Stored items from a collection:

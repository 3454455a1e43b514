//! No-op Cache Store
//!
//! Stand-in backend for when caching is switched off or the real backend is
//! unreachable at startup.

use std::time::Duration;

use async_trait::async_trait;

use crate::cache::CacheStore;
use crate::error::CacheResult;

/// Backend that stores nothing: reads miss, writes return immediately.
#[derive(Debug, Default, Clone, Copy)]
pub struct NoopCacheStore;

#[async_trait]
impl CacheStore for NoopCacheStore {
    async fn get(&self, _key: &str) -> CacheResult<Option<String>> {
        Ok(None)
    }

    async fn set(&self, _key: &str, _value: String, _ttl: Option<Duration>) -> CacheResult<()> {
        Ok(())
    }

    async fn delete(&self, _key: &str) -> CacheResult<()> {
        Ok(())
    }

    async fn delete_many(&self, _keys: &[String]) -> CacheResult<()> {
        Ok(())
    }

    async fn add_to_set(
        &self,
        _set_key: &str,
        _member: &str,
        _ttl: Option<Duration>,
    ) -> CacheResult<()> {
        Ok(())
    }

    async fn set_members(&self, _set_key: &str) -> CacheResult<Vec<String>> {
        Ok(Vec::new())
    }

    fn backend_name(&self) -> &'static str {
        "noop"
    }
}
---
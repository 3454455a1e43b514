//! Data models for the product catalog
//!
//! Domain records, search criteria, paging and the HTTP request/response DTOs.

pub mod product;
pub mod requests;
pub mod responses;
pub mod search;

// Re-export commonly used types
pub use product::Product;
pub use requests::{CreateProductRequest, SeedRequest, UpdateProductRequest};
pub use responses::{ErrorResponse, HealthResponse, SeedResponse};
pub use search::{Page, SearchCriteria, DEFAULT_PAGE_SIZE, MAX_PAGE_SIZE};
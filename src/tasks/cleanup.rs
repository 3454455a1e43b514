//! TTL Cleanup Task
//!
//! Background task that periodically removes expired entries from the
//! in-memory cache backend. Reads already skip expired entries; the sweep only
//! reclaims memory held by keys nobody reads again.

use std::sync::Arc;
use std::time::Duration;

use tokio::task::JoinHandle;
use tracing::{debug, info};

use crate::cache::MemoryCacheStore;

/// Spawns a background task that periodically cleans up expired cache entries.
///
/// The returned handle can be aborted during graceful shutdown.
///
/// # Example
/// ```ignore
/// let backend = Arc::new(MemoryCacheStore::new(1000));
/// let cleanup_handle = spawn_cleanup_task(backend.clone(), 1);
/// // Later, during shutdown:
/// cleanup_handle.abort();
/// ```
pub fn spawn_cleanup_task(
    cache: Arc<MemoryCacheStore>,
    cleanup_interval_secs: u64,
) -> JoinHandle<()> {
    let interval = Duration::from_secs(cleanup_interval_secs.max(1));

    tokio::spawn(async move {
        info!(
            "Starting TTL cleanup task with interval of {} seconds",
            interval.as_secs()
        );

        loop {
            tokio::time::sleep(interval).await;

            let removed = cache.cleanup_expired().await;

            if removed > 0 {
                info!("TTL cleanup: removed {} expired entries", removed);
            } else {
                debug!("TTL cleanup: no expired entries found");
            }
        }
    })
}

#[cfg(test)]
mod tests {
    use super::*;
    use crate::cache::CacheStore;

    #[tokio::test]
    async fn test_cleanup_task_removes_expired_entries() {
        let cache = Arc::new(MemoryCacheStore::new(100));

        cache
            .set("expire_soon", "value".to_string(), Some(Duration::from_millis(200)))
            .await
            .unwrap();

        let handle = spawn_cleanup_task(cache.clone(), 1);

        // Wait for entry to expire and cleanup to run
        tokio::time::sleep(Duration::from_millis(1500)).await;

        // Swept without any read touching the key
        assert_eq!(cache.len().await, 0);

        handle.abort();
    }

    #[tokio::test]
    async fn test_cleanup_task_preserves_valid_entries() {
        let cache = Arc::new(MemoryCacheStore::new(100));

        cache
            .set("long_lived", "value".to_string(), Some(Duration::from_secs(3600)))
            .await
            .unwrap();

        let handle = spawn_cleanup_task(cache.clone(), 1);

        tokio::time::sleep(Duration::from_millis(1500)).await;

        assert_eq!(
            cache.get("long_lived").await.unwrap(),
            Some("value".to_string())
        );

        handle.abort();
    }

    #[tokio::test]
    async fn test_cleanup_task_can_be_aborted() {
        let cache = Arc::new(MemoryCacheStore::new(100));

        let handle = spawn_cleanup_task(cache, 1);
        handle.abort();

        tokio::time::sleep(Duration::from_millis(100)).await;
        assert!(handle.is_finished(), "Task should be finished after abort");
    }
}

▸ **EXERCISE DIRECTIONS**: Pull every line that holds the string "periodically" out of the records.

▸ **EXERCISE ANSWER**:
//! Background task that periodically removes expired entries from the
/// Spawns a background task that periodically cleans up expired cache entries.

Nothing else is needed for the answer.